**Aim of the exercise:**
A single number is wanted: how many lines of the records below contain the word "translation".

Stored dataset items
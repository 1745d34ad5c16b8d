//! Sphere primitive for ray tracing.

use std::f32::consts::PI;
use std::sync::Arc;

use lux_math::{Normal, Point, Ray, Transformation, Vec2d, Vec3};

use crate::shape::{facing, HitRecord};
use crate::Material;

/// A sphere centred on the local origin.
#[derive(Debug, Clone)]
pub struct Sphere {
    transformation: Transformation,
    radius: f32,
    material: Arc<Material>,
}

impl Default for Sphere {
    fn default() -> Self {
        Self::new(1.0)
    }
}

impl Sphere {
    /// Create a sphere with identity placement and the default material.
    pub fn new(radius: f32) -> Self {
        Self {
            transformation: Transformation::IDENTITY,
            radius,
            material: Arc::new(Material::default()),
        }
    }

    pub fn with_transformation(mut self, transformation: Transformation) -> Self {
        self.transformation = transformation;
        self
    }

    pub fn with_material(mut self, material: Arc<Material>) -> Self {
        self.material = material;
        self
    }

    pub fn transformation(&self) -> &Transformation {
        &self.transformation
    }

    pub fn radius(&self) -> f32 {
        self.radius
    }

    pub fn material(&self) -> &Material {
        &self.material
    }

    /// Spherical coordinates remapped to the unit square.
    ///
    /// u follows the azimuth from +X towards +Y, v the polar angle from +Z.
    pub fn shape_point_to_uv(&self, local_point: Point) -> Vec2d {
        let mut u = local_point.y().atan2(local_point.x()) / (2.0 * PI);
        if u < 0.0 {
            u += 1.0;
        }
        // atan2 can land exactly on 1.0 after the shift.
        if u >= 1.0 {
            u = 0.0;
        }
        let v = (local_point.z() / self.radius).clamp(-1.0, 1.0).acos() / PI;
        Vec2d::new(u, v)
    }

    /// Roots of |o + t d|^2 = R^2 in ascending order, or `None` if the ray
    /// misses the sphere's supporting surface entirely.
    fn roots(&self, local_ray: &Ray) -> Option<(f32, f32)> {
        let origin = local_ray.origin.to_vec();
        let a = local_ray.direction.length_squared();
        let b = 2.0 * origin.dot(local_ray.direction);
        let c = origin.length_squared() - self.radius * self.radius;

        let delta = b * b - 4.0 * a * c;
        if delta < 0.0 || a <= 0.0 {
            return None;
        }

        let sqrt_delta = delta.sqrt();
        Some(((-b - sqrt_delta) / (2.0 * a), (-b + sqrt_delta) / (2.0 * a)))
    }

    fn local_ray(&self, ray: &Ray) -> Ray {
        ray.transform(&self.transformation.inverse())
    }

    fn hit_record(&self, ray: &Ray, local_ray: &Ray, t: f32) -> HitRecord<'_> {
        let local_point = local_ray.at(t);
        let outward = Normal::from_vec(local_point.to_vec());
        let normal = facing(outward, local_ray.direction);

        HitRecord {
            world_point: self.transformation.apply_point(local_point),
            normal: self.transformation.apply_normal(normal).normalize(),
            surface_point: self.shape_point_to_uv(local_point),
            t,
            ray: *ray,
            material: &self.material,
        }
    }

    pub fn quick_ray_intersection(&self, ray: &Ray) -> bool {
        let local_ray = self.local_ray(ray);
        match self.roots(&local_ray) {
            Some((t1, t2)) => local_ray.surrounds(t1) || local_ray.surrounds(t2),
            None => false,
        }
    }

    pub fn ray_intersection(&self, ray: &Ray) -> Option<HitRecord<'_>> {
        let local_ray = self.local_ray(ray);
        let (t1, t2) = self.roots(&local_ray)?;

        let t = if local_ray.surrounds(t1) {
            t1
        } else if local_ray.surrounds(t2) {
            t2
        } else {
            return None;
        };

        Some(self.hit_record(ray, &local_ray, t))
    }

    pub fn all_intersections(&self, ray: &Ray) -> Vec<HitRecord<'_>> {
        let local_ray = self.local_ray(ray);
        let Some((t1, t2)) = self.roots(&local_ray) else {
            return Vec::new();
        };

        [t1, t2]
            .into_iter()
            .filter(|&t| local_ray.surrounds(t))
            .map(|t| self.hit_record(ray, &local_ray, t))
            .collect()
    }

    /// Occupancy test: an auxiliary ray from the point must find one root
    /// behind it and one ahead of it.
    pub fn is_point_internal(&self, point: Point) -> bool {
        let local_point = self.transformation.inverse().apply_point(point);
        let cast = Ray::new(local_point, Vec3::X);
        match self.roots(&cast) {
            Some((t1, t2)) => t1 < 0.0 && t2 > 0.0,
            None => false,
        }
    }
}
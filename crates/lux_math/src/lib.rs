//! Lux math types.
//!
//! Free vectors come straight from `glam`; affine points and surface normals
//! are distinct wrappers so each transforms by its own rule.

pub mod geometry;
pub mod ray;
pub mod transform;

pub use geometry::{are_close, create_onb_from_z, Color, Normal, Point, Vec2d, EPSILON};
pub use ray::{Ray, DEFAULT_TMIN};
pub use transform::Transformation;

// Re-export glam for convenience
pub use glam::{Mat3, Mat4, Vec2, Vec3, Vec4};
//! Drives a renderer over every pixel of an image.
//!
//! Pixel (col, row) maps to screen coordinates u = (col + u_pixel) / (width - 1)
//! and v = (row + v_pixel) / (height - 1), so row 0 is the bottom edge of the
//! frame. Flip the raster before writing it to a top-down file format.

use std::time::Instant;

use lux_core::{HdrImage, ImageResult};
use lux_math::{Color, Ray};
use rayon::prelude::*;

use crate::bucket::{generate_buckets, render_bucket, BucketResult, DEFAULT_BUCKET_SIZE};
use crate::{Camera, Pcg, Renderer};

/// Owns the output raster and the camera looking at the scene.
pub struct ImageTracer {
    image: HdrImage,
    camera: Box<dyn Camera>,
    samples_per_side: u32,
    bucket_size: u32,
}

impl ImageTracer {
    pub fn new(image: HdrImage, camera: impl Camera + 'static) -> Self {
        Self {
            image,
            camera: Box::new(camera),
            samples_per_side: 0,
            bucket_size: DEFAULT_BUCKET_SIZE,
        }
    }

    /// Antialiasing: average an N x N grid of jittered samples per pixel.
    ///
    /// 0 and 1 both fire a single ray through the pixel centre.
    pub fn with_samples_per_side(mut self, samples_per_side: u32) -> Self {
        self.samples_per_side = samples_per_side;
        self
    }

    /// Tile size used by [`ImageTracer::fire_all_rays_parallel`].
    pub fn with_bucket_size(mut self, bucket_size: u32) -> Self {
        self.bucket_size = bucket_size;
        self
    }

    pub fn image(&self) -> &HdrImage {
        &self.image
    }

    pub fn into_image(self) -> HdrImage {
        self.image
    }

    pub fn samples_per_side(&self) -> u32 {
        self.samples_per_side
    }

    /// Ray through the point (u_pixel, v_pixel) of a pixel, both in [0, 1].
    pub fn fire_ray(&self, col: u32, row: u32, u_pixel: f32, v_pixel: f32) -> Ray {
        // A single column or row would divide by zero.
        let width_span = self.image.width().saturating_sub(1).max(1) as f32;
        let height_span = self.image.height().saturating_sub(1).max(1) as f32;

        let u = (col as f32 + u_pixel) / width_span;
        let v = (row as f32 + v_pixel) / height_span;
        self.camera.fire_ray(u, v)
    }

    /// Radiance of one pixel, antialiased if enabled.
    pub fn sample_pixel<R>(&self, col: u32, row: u32, renderer: &R, pcg: &mut Pcg) -> Color
    where
        R: Renderer + ?Sized,
    {
        let n = self.samples_per_side;
        if n <= 1 {
            let ray = self.fire_ray(col, row, 0.5, 0.5);
            return renderer.render(&ray, pcg);
        }

        let mut cum_color = Color::ZERO;
        for i in 0..n {
            for j in 0..n {
                let u_pixel = (i as f32 + pcg.random_float()) / n as f32;
                let v_pixel = (j as f32 + pcg.random_float()) / n as f32;
                let ray = self.fire_ray(col, row, u_pixel, v_pixel);
                cum_color += renderer.render(&ray, pcg);
            }
        }
        cum_color / (n * n) as f32
    }

    /// Render every pixel in raster order, drawing from a single generator.
    pub fn fire_all_rays<R>(&mut self, renderer: &R, pcg: &mut Pcg) -> ImageResult<()>
    where
        R: Renderer + ?Sized,
    {
        let (width, height) = (self.image.width(), self.image.height());
        let start = Instant::now();

        for row in 0..height {
            for col in 0..width {
                let color = self.sample_pixel(col, row, renderer, pcg);
                self.image.set_pixel(col, row, color)?;
            }
        }

        log::info!("Rendered {}x{} in {:.2?}", width, height, start.elapsed());
        Ok(())
    }

    /// Render buckets on the rayon pool.
    ///
    /// Each pixel draws from `Pcg::for_pixel(init_state, init_seq, row * width + col)`,
    /// so the result does not depend on scheduling.
    pub fn fire_all_rays_parallel<R>(&mut self, renderer: &R, init_state: u64, init_seq: u64) -> ImageResult<()>
    where
        R: Renderer + ?Sized,
    {
        let (width, height) = (self.image.width(), self.image.height());
        let buckets = generate_buckets(width, height, self.bucket_size);
        let start = Instant::now();

        log::info!(
            "Rendering {}x{} in {} buckets on {} threads",
            width,
            height,
            buckets.len(),
            rayon::current_num_threads()
        );

        let tracer = &*self;
        let results: Vec<BucketResult> = buckets
            .par_iter()
            .map(|bucket| {
                let result = render_bucket(bucket, |col, row| {
                    let index = u64::from(row) * u64::from(width) + u64::from(col);
                    let mut pcg = Pcg::for_pixel(init_state, init_seq, index);
                    tracer.sample_pixel(col, row, renderer, &mut pcg)
                });
                log::debug!("Bucket {} done ({}x{} at {}, {})", bucket.index, bucket.width, bucket.height, bucket.x, bucket.y);
                result
            })
            .collect();

        for result in &results {
            for (col, row, color) in result.iter() {
                self.image.set_pixel(col, row, color)?;
            }
        }

        log::info!("Rendered {}x{} in {:.2?}", width, height, start.elapsed());
        Ok(())
    }
}

#[cfg(test)]
mod tests {
    use super::*;
    use crate::{Material, OrthogonalCamera, PathTracer, PerspectiveCamera, Pigment, Sphere, World};
    use lux_math::{Point, Transformation, Vec3};
    use std::sync::atomic::{AtomicUsize, Ordering};
    use std::sync::Arc;

    fn tracer(width: u32, height: u32) -> ImageTracer {
        let camera = PerspectiveCamera::new(1.0, width as f32 / height as f32);
        ImageTracer::new(HdrImage::new(width, height), camera)
    }

    #[test]
    fn test_same_screen_point_same_ray() {
        let tracer = tracer(4, 2);

        let ray1 = tracer.fire_ray(0, 0, 2.5, 1.5);
        let ray2 = tracer.fire_ray(2, 1, 0.5, 0.5);
        assert!(ray1.is_close(&ray2));
    }

    #[test]
    fn test_screen_corners() {
        let camera = OrthogonalCamera::new(2.0);
        let tracer = ImageTracer::new(HdrImage::new(4, 2), camera);

        let bottom_left = tracer.fire_ray(0, 0, 0.0, 0.0);
        assert!(bottom_left.origin.is_close(&Point::new(-1.0, 2.0, -1.0)));
        let top_right = tracer.fire_ray(3, 1, 0.0, 0.0);
        assert!(top_right.origin.is_close(&Point::new(-1.0, -2.0, 1.0)));
    }

    #[test]
    fn test_fire_all_rays_writes_every_pixel() {
        let mut tracer = tracer(4, 2);
        let mut pcg = Pcg::default();
        let renderer = |_ray: &Ray, _pcg: &mut Pcg| Color::new(1.0, 2.0, 3.0);

        tracer.fire_all_rays(&renderer, &mut pcg).unwrap();
        assert!(tracer.image().pixels().iter().all(|&p| p == Color::new(1.0, 2.0, 3.0)));
    }

    #[test]
    fn test_antialiasing_stays_inside_pixel() {
        let (width, height) = (5, 5);
        let camera = OrthogonalCamera::new(1.0);
        let mut tracer = ImageTracer::new(HdrImage::new(width, height), camera).with_samples_per_side(3);
        let calls = AtomicUsize::new(0);

        // Orthogonal camera: origin y = 1 - 2u, z = 2v - 1. Encode (u, v).
        let renderer = |ray: &Ray, _pcg: &mut Pcg| {
            calls.fetch_add(1, Ordering::Relaxed);
            let u = (1.0 - ray.origin.y()) / 2.0;
            let v = (ray.origin.z() + 1.0) / 2.0;
            Color::new(u, v, 0.0)
        };

        let mut pcg = Pcg::default();
        tracer.fire_all_rays(&renderer, &mut pcg).unwrap();
        assert_eq!(calls.load(Ordering::Relaxed), (width * height * 9) as usize);

        let span = (width - 1) as f32;
        for row in 0..height {
            for col in 0..width {
                let color = tracer.image().get_pixel(col, row).unwrap();
                // The mean of samples jittered over the pixel stays within it.
                assert!(color.x >= col as f32 / span - 1e-5 && color.x <= (col + 1) as f32 / span + 1e-5);
                assert!(color.y >= row as f32 / span - 1e-5 && color.y <= (row + 1) as f32 / span + 1e-5);
            }
        }
    }

    fn sphere_world() -> World {
        let grey = Arc::new(Material::diffuse(Pigment::Uniform(Color::splat(0.5))));
        let mut world = World::new();
        world.add_shape(
            Sphere::new(1.0)
                .with_transformation(Transformation::translation(Vec3::new(2.0, 0.0, 0.0)))
                .with_material(grey),
        );
        world
    }

    #[test]
    fn test_parallel_matches_per_pixel_serial() {
        let world = sphere_world();
        let renderer = PathTracer::new(&world)
            .with_background(Color::splat(0.8))
            .with_quality(2, 3, 2);
        let (seed, seq) = (17, 5);

        let mut parallel = tracer(9, 7).with_samples_per_side(2).with_bucket_size(4);
        parallel.fire_all_rays_parallel(&renderer, seed, seq).unwrap();

        let reference = tracer(9, 7).with_samples_per_side(2);
        for row in 0..7 {
            for col in 0..9 {
                let mut pcg = Pcg::for_pixel(seed, seq, (row * 9 + col) as u64);
                let expected = reference.sample_pixel(col, row, &renderer, &mut pcg);
                assert_eq!(parallel.image().get_pixel(col, row).unwrap(), expected);
            }
        }
    }

    #[test]
    fn test_parallel_is_reproducible() {
        let world = sphere_world();
        let renderer = PathTracer::new(&world).with_background(Color::ONE);

        let mut first = tracer(16, 12).with_bucket_size(5);
        first.fire_all_rays_parallel(&renderer, 3, 54).unwrap();
        let mut second = tracer(16, 12).with_bucket_size(3);
        second.fire_all_rays_parallel(&renderer, 3, 54).unwrap();

        assert_eq!(first.image(), second.image());
        // The sphere covers the centre and the background shows at a corner.
        let centre = first.image().get_pixel(8, 6).unwrap();
        assert!(centre.abs_diff_eq(Color::splat(0.5), 1e-6));
        assert_eq!(first.image().get_pixel(0, 0).unwrap(), Color::ONE);
    }
}
//! Lux command line renderer.
//!
//! Usage: `lux [settings.json]`. Without an argument the built-in defaults
//! render the demo scene.

mod scene;
mod settings;

use std::time::Instant;

use anyhow::{Context, Result};
use lux_core::HdrImage;
use lux_math::{Color, Transformation, Vec3};
use lux_renderer::{
    FlatRenderer, ImageTracer, OnOffRenderer, OrthogonalCamera, PathTracer, Pcg, PerspectiveCamera,
    PointLightRenderer, Renderer, World,
};

use settings::{CameraKind, RenderSettings, RendererKind};

fn build_tracer(settings: &RenderSettings) -> ImageTracer {
    let [x, y, z] = settings.camera_position;
    let transformation =
        Transformation::rotation_z(settings.camera_angle_deg) * Transformation::translation(Vec3::new(x, y, z));
    let image = HdrImage::new(settings.width, settings.height);
    let aspect_ratio = settings.aspect_ratio();

    let tracer = match settings.camera {
        CameraKind::Perspective => ImageTracer::new(
            image,
            PerspectiveCamera::new(settings.screen_distance, aspect_ratio).with_transformation(transformation),
        ),
        CameraKind::Orthogonal => ImageTracer::new(
            image,
            OrthogonalCamera::new(aspect_ratio).with_transformation(transformation),
        ),
    };
    tracer.with_samples_per_side(settings.samples_per_side)
}

fn trace<R: Renderer>(tracer: &mut ImageTracer, renderer: &R, settings: &RenderSettings) -> Result<()> {
    if settings.parallel {
        tracer.fire_all_rays_parallel(renderer, settings.seed, settings.init_seq)?;
    } else {
        let mut pcg = Pcg::new(settings.seed, settings.init_seq);
        tracer.fire_all_rays(renderer, &mut pcg)?;
    }
    Ok(())
}

fn render(settings: &RenderSettings, world: &World) -> Result<HdrImage> {
    let mut tracer = build_tracer(settings);
    let [r, g, b] = settings.background;
    let background = Color::new(r, g, b);

    log::info!(
        "Rendering with {:?} at {}x{}, {} samples per side",
        settings.renderer,
        settings.width,
        settings.height,
        settings.samples_per_side
    );

    match settings.renderer {
        RendererKind::OnOff => {
            let renderer = OnOffRenderer::new(world).with_colors(background, Color::ONE);
            trace(&mut tracer, &renderer, settings)?;
        }
        RendererKind::Flat => {
            let renderer = FlatRenderer::new(world).with_background(background);
            trace(&mut tracer, &renderer, settings)?;
        }
        RendererKind::PointLight => {
            let renderer = PointLightRenderer::new(world).with_background(background);
            trace(&mut tracer, &renderer, settings)?;
        }
        RendererKind::PathTracer => {
            let renderer = PathTracer::new(world).with_background(background).with_quality(
                settings.num_of_rays,
                settings.max_depth,
                settings.russian_roulette_limit,
            );
            trace(&mut tracer, &renderer, settings)?;
        }
    }

    Ok(tracer.into_image())
}

fn main() -> Result<()> {
    env_logger::Builder::from_default_env()
        .filter_level(log::LevelFilter::Info)
        .init();

    log::info!("Starting Lux");
    let start = Instant::now();

    let settings = match std::env::args().nth(1) {
        Some(path) => RenderSettings::load(&path).with_context(|| format!("Failed to read settings from {path}"))?,
        None => RenderSettings::default(),
    };
    settings.validate().context("Invalid render settings")?;

    let world = scene::build(settings.scene);
    let mut image = render(&settings, &world)?;

    // Tone map, then put the top scan line first for the file format.
    image.normalize(settings.luminosity_factor, None);
    image.clamp();
    image.flip_vertical();
    image
        .save_ldr(&settings.output_path, settings.gamma)
        .with_context(|| format!("Failed to write {}", settings.output_path.display()))?;

    log::info!("Done in {:.2?}", start.elapsed());
    Ok(())
}

#[cfg(test)]
mod tests {
    use super::*;
    use settings::ScenePreset;

    fn small(renderer: RendererKind, scene: ScenePreset, parallel: bool) -> RenderSettings {
        RenderSettings {
            renderer,
            scene,
            width: 8,
            height: 6,
            num_of_rays: 2,
            max_depth: 2,
            parallel,
            ..RenderSettings::default()
        }
    }

    #[test]
    fn test_every_renderer_runs() {
        for kind in [
            RendererKind::OnOff,
            RendererKind::Flat,
            RendererKind::PointLight,
            RendererKind::PathTracer,
        ] {
            let settings = small(kind, ScenePreset::Demo, true);
            let world = scene::build(settings.scene);
            let image = render(&settings, &world).unwrap();
            assert_eq!(image.width(), 8);
            assert!(image.pixels().iter().all(|p| p.is_finite()));
        }
    }

    #[test]
    fn test_furnace_preset_is_uniform() {
        // Flat shading inside the furnace sees the same emission everywhere.
        let settings = small(RendererKind::Flat, ScenePreset::Furnace, false);
        let world = scene::build(settings.scene);
        let image = render(&settings, &world).unwrap();
        assert!(image.pixels().iter().all(|p| p.abs_diff_eq(Color::splat(0.5), 1e-6)));
    }

    #[test]
    fn test_parallel_render_follows_init_seq() {
        let world = scene::build(ScenePreset::Demo);
        let with_seq = |init_seq| {
            let settings = RenderSettings {
                init_seq,
                ..small(RendererKind::PathTracer, ScenePreset::Demo, true)
            };
            render(&settings, &world).unwrap()
        };

        assert_eq!(with_seq(54), with_seq(54));
        assert_ne!(with_seq(54), with_seq(7));
    }

    #[test]
    fn test_orthogonal_camera_setting() {
        let settings = RenderSettings {
            camera: CameraKind::Orthogonal,
            ..small(RendererKind::OnOff, ScenePreset::Csg, false)
        };
        let world = scene::build(settings.scene);
        let image = render(&settings, &world).unwrap();
        // Sky dome and floor surround the camera.
        assert!(image.pixels().iter().all(|&p| p == Color::ONE));
    }
}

**Response:**
2